There’s a number of different defenses in domestic violence cases. But obviously, before anybody is going to start telling you over the phone what your defense is, they’re going to need to know what the facts and circumstances are surrounding your case. In other words, what happened? How are you being accused, arrested, charged with domestic violence, and then you can start to develop your defense.
The first step in any domestic violence defense is to get to an attorney and tell them what happened, and it’s great if you could just tell them first what the prosecutors or police are claiming you did, that way they kind of have a base of what you’re looking at and then when you give him all the other information — which of course is usually your spin or your take on things they can kind of take that with a grain of salt and compare that to what you’re being charged with doing.

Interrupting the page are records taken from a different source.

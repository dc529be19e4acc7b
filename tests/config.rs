#[cfg(test)]
mod tests {
    use mest::libs::config::{Config, ServerConfig, ShiftConfig};
    use mest::libs::data_storage::DataStorage;
    use mest::libs::shift::Shift;
    use parking_lot::{Mutex, MutexGuard};
    use tempfile::TempDir;
    use test_context::{test_context, TestContext};

    /// Tests below rewrite the process environment, so they run one at a time.
    static ENV_LOCK: Mutex<()> = Mutex::new(());

    struct ConfigTestContext {
        _guard: MutexGuard<'static, ()>,
        _temp_dir: TempDir,
    }

    impl TestContext for ConfigTestContext {
        fn setup() -> Self {
            let guard = ENV_LOCK.lock();
            let temp_dir = tempfile::tempdir().unwrap();
            std::env::set_var("HOME", temp_dir.path());
            std::env::set_var("LOCALAPPDATA", temp_dir.path());
            ConfigTestContext {
                _guard: guard,
                _temp_dir: temp_dir,
            }
        }
    }

    #[test_context(ConfigTestContext)]
    #[test]
    fn test_read_nonexistent_config(_ctx: &mut ConfigTestContext) {
        let config = Config::read().unwrap();
        assert_eq!(config, Config::default());
        assert_eq!(config.default_shift(), Shift::A);
        assert_eq!(config.operator(), "");
        assert_eq!(config.api_url(), None);
    }

    #[test_context(ConfigTestContext)]
    #[test]
    fn test_save_and_read(_ctx: &mut ConfigTestContext) {
        let config = Config {
            shift: Some(ShiftConfig {
                default_shift: Shift::C,
                operator: "kim".to_string(),
            }),
            server: Some(ServerConfig {
                api_url: "http://mes.local:3000".to_string(),
            }),
        };
        config.save().unwrap();

        assert!(DataStorage::new().get_path("config.json").unwrap().exists());

        let read = Config::read().unwrap();
        assert_eq!(read, config);
        assert_eq!(read.default_shift(), Shift::C);
        assert_eq!(read.operator(), "kim");
        assert_eq!(read.api_url(), Some("http://mes.local:3000"));
    }

    #[test_context(ConfigTestContext)]
    #[test]
    fn test_partial_file_uses_defaults(_ctx: &mut ConfigTestContext) {
        let path = DataStorage::new().get_path("config.json").unwrap();
        std::fs::write(&path, r#"{ "shift": { "default_shift": "B" } }"#).unwrap();

        let config = Config::read().unwrap();
        assert_eq!(config.default_shift(), Shift::B);
        assert_eq!(config.operator(), "");
        assert!(config.server.is_none());
    }

    #[test_context(ConfigTestContext)]
    #[test]
    fn test_blank_api_url_means_unconfigured(_ctx: &mut ConfigTestContext) {
        let config = Config {
            shift: None,
            server: Some(ServerConfig {
                api_url: "   ".to_string(),
            }),
        };
        assert_eq!(config.api_url(), None);
    }

    #[test_context(ConfigTestContext)]
    #[test]
    fn test_malformed_file_is_an_error(_ctx: &mut ConfigTestContext) {
        let path = DataStorage::new().get_path("config.json").unwrap();
        std::fs::write(&path, "{ shift: ").unwrap();
        assert!(Config::read().is_err());
    }
}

But of course, the first defense is typically, no I didn’t do that, but that defense is not always the greatest defense because of times just saying no I didn’t do that is not going to win the case for you. I can’t tell you how many times I’m in the middle of a preliminary hearing in a domestic violence case or a trial and my client is whispering in my ear, no I didn’t do that, and the person is lying.
I can’t then say, wait a minute sir, didn’t they not do that? Because then they’re going to say, no they did do that. So, that’s not going to work. So, when you say that it doesn’t really do you any good in a domestic violence-related matter. And when you say, oh they’re lying, I can’t just turn that around and say, excuse me sir, are you lying? They’re going to say, no I’m not lying, I’m telling the truth.

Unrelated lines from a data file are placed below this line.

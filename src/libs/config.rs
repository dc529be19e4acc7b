//! Application configuration.
//!
//! Settings live in `config.json` in the data directory. Each section is
//! optional; a missing file or section falls back to defaults, so the tool
//! works without running `mest init` first.
//!
//! ```json
//! {
//!   "shift": { "default_shift": "B", "operator": "kim" },
//!   "server": { "api_url": "http://mes.local:3000" }
//! }
//! ```
//!
//! ## Usage
//!
//! ```rust,no_run
//! use mest::libs::config::Config;
//!
//! let config = Config::read()?;
//! let shift = config.default_shift();
//! # Ok::<(), anyhow::Error>(())
//! ```

use super::data_storage::DataStorage;
use crate::libs::messages::Message;
use crate::libs::shift::Shift;
use crate::msg_print;
use anyhow::Result;
use dialoguer::{theme::ColorfulTheme, Input, MultiSelect, Select};
use serde::{Deserialize, Serialize};
use std::fs::{self, File};

pub const CONFIG_FILE_NAME: &str = "config.json";

/// Entry of the module picker in the setup wizard.
#[derive(Debug, Clone)]
pub struct ConfigModule {
    pub key: String,
    pub name: String,
}

#[derive(Serialize, Deserialize, Clone, Debug, Default, PartialEq)]
pub struct ShiftConfig {
    #[serde(default)]
    pub default_shift: Shift,
    /// Name recorded with status changes sent to the server.
    #[serde(default)]
    pub operator: String,
}

#[derive(Serialize, Deserialize, Clone, Debug, Default, PartialEq)]
pub struct ServerConfig {
    pub api_url: String,
}

#[derive(Serialize, Deserialize, Clone, Debug, Default, PartialEq)]
pub struct Config {
    #[serde(default, skip_serializing_if = "Option::is_none")]
    pub shift: Option<ShiftConfig>,

    #[serde(default, skip_serializing_if = "Option::is_none")]
    pub server: Option<ServerConfig>,
}

impl ShiftConfig {
    pub fn module() -> ConfigModule {
        ConfigModule {
            key: "shift".to_string(),
            name: "Shift".to_string(),
        }
    }

    pub fn init(config: &Option<ShiftConfig>) -> Result<Self> {
        let config = config.clone().unwrap_or_default();
        msg_print!(Message::ConfigModuleShift);

        let shifts: Vec<&str> = Shift::ALL.iter().map(|s| s.as_str()).collect();
        let current = Shift::ALL.iter().position(|s| *s == config.default_shift).unwrap_or(0);
        let selected = Select::with_theme(&ColorfulTheme::default())
            .with_prompt(Message::PromptDefaultShift.to_string())
            .items(&shifts)
            .default(current)
            .interact()?;

        Ok(Self {
            default_shift: Shift::ALL[selected],
            operator: Input::with_theme(&ColorfulTheme::default())
                .with_prompt(Message::PromptOperator.to_string())
                .default(config.operator)
                .allow_empty(true)
                .interact_text()?,
        })
    }
}

impl ServerConfig {
    pub fn module() -> ConfigModule {
        ConfigModule {
            key: "server".to_string(),
            name: "MES server".to_string(),
        }
    }

    pub fn init(config: &Option<ServerConfig>) -> Result<Self> {
        let config = config.clone().unwrap_or_default();
        msg_print!(Message::ConfigModuleServer);

        Ok(Self {
            api_url: Input::with_theme(&ColorfulTheme::default())
                .with_prompt(Message::PromptServerApiUrl.to_string())
                .default(config.api_url)
                .interact_text()?,
        })
    }
}

impl Config {
    /// Loads the configuration, or defaults when no file exists yet.
    pub fn read() -> Result<Config> {
        let config_file_path = DataStorage::new().get_path(CONFIG_FILE_NAME)?;
        if !config_file_path.exists() {
            return Ok(Config::default());
        }

        let config_str = fs::read_to_string(config_file_path)?;
        let config: Config = serde_json::from_str(&config_str)?;
        Ok(config)
    }

    pub fn save(&self) -> Result<()> {
        let config_file_path = DataStorage::new().get_path(CONFIG_FILE_NAME)?;
        let config_file = File::create(config_file_path)?;
        serde_json::to_writer_pretty(&config_file, &self)?;
        Ok(())
    }

    /// Interactive wizard; current values are offered as defaults.
    pub fn init() -> Result<Self> {
        let mut config = Self::read().unwrap_or_default();

        let modules = [ShiftConfig::module(), ServerConfig::module()];
        let selected = MultiSelect::with_theme(&ColorfulTheme::default())
            .with_prompt(Message::PromptSelectModules.to_string())
            .items(&modules.iter().map(|module| &module.name).collect::<Vec<_>>())
            .interact()?;

        for &selection in &selected {
            match modules[selection].key.as_str() {
                "shift" => config.shift = Some(ShiftConfig::init(&config.shift)?),
                "server" => config.server = Some(ServerConfig::init(&config.server)?),
                _ => {}
            }
        }

        Ok(config)
    }

    pub fn default_shift(&self) -> Shift {
        self.shift.as_ref().map(|s| s.default_shift).unwrap_or_default()
    }

    pub fn operator(&self) -> &str {
        self.shift.as_ref().map(|s| s.operator.as_str()).unwrap_or("")
    }

    pub fn api_url(&self) -> Option<&str> {
        self.server.as_ref().map(|s| s.api_url.trim()).filter(|url| !url.is_empty())
    }
}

You’ve got to figure out evidence in order to have a good defense in a domestic violence case. For example, witnesses. There’s witnesses that see what happened and it’s different than what the alleged victim is claiming. Now you’re talking. Now you’re starting to get a defense in your domestic violence-related case.

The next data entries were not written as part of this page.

use super::resolve_shift;
use crate::{
    db::{outbox::Outbox, shift_store::SqliteStore},
    libs::{
        config::Config,
        equipment::EquipmentBook,
        messages::Message,
        shift::{EquipmentField, EquipmentId, Shift},
        view::View,
    },
    msg_info, msg_print, msg_success,
};
use anyhow::Result;
use clap::{Args, Subcommand};

#[derive(Debug, Args)]
pub struct EquipmentArgs {
    #[command(subcommand)]
    command: EquipmentCommand,
}

#[derive(Debug, Subcommand)]
enum EquipmentCommand {
    #[command(about = "Set memo, material or status; an empty value clears it")]
    Set {
        equipment: String,
        /// memo, material or status
        field: EquipmentField,
        value: String,
        #[arg(short, long)]
        shift: Option<Shift>,
    },
    #[command(about = "Show all notes of an equipment")]
    Show {
        equipment: String,
        #[arg(short, long)]
        shift: Option<Shift>,
    },
}

pub fn cmd(args: EquipmentArgs) -> Result<()> {
    match args.command {
        EquipmentCommand::Set {
            equipment,
            field,
            value,
            shift,
        } => {
            let shift = resolve_shift(shift)?;
            let config = Config::read()?;
            let store = SqliteStore::new()?;
            let outbox = Outbox::with_connection(store.conn.clone());
            let book = EquipmentBook::new(store).with_outbox(outbox, config.operator());

            let id = EquipmentId::new(equipment.trim());
            let queued = book.set(&id, field, shift, &value)?;
            if value.trim().is_empty() {
                msg_success!(Message::EquipmentNoteCleared(id.to_string(), field.as_str().to_string()));
            } else {
                msg_success!(Message::EquipmentNoteSaved(id.to_string(), field.as_str().to_string()));
            }
            if let Some(outbox_id) = queued {
                msg_info!(Message::EquipmentStatusQueued(outbox_id));
            }
            Ok(())
        }
        EquipmentCommand::Show { equipment, shift } => {
            let shift = resolve_shift(shift)?;
            let id = EquipmentId::new(equipment.trim());
            let notes = EquipmentBook::new(SqliteStore::new()?).notes(&id, shift)?;

            msg_print!(Message::EquipmentHeader(id.to_string(), shift), true);
            View::equipment(&notes)?;
            Ok(())
        }
    }
}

Let’s say that the alleged victim says that you punched them in the face and you weigh 200 pounds and you pack a good punch and they don’t have one injury on their face. Now, that would defy logic and common sense that somebody would be punched in the face by a 200 pound person and not have an injury on their face. Now, we’re starting to mount a defense.
Inconsistent Statements From Alleged Victim
Now you start to see there’s got to be evidence. Another thing that I see that happens all the time that is a very effective defense in a domestic violence case is that the person who’s claiming they were battered give contradictory statements about what happened.
In other words, they give what we call in criminal defense, inconsistent statements. They say one statement here on the subject matter and then they change it and alter it and they say a different statement here.
Now, if they’re talking about crucial parts of the case when they do that, then you have a pretty strong argument that they’re not telling the truth because when you tell the truth, the best argument is you tell the same story every single time.
If we’ve got a bunch of prior inconsistent statements by a witness, me as a defense attorney, is going to impeach that witness during cross-examination and say things like, wait a minute sir, you’re now saying this but on October 4th, you said this.
Why is your statement here different than your statement here? Why are you not telling the same statement every single time if it really is the truth? And now you start to eat away at that witness’s credibility and now you can make a strong defense in your domestic violence case.
So, there are a whole bunch of different defenses that can be utilized but most of those defenses spin on the particular facts of a case. So, your first move is to get to the attorney and give them all the facts, and don’t cheat the attorney because you cheat yourself by only telling part of the story. Tell the whole story.
Try to be as neutral as you can in giving the facts because that’s going to help the attorney. Don’t worry the attorney’s going to try to spin everything in your favor, but you at least have to give them the other side so they know what’s coming at them down the road and then they can mount the best defense for you.
Meeting with Domestic Violence Lawyer
In that first meeting — that first step that you take — you’re going to lay everything out. The attorney is going to ask you a bunch of questions about it and then you and the attorney are going to decide how you’re going to most effectively deal with the case.
Whether that’s going to be mount a full all-out offense, tell the prosecutors you’re not taking any deals and take the case to trial as fast as possible — or whether you’re going to try to mitigate things, do damage control and get the lowest possible resolution for you.
That’s something that you’re going to want to discuss in that first meeting, because then the attorney will know exactly what the game plan is. You will know what the game plan is and then both of you will be operating on the same wavelength, doing the same things and making moves that best help you, and you’re both going to have the same mental understanding as to what’s going on.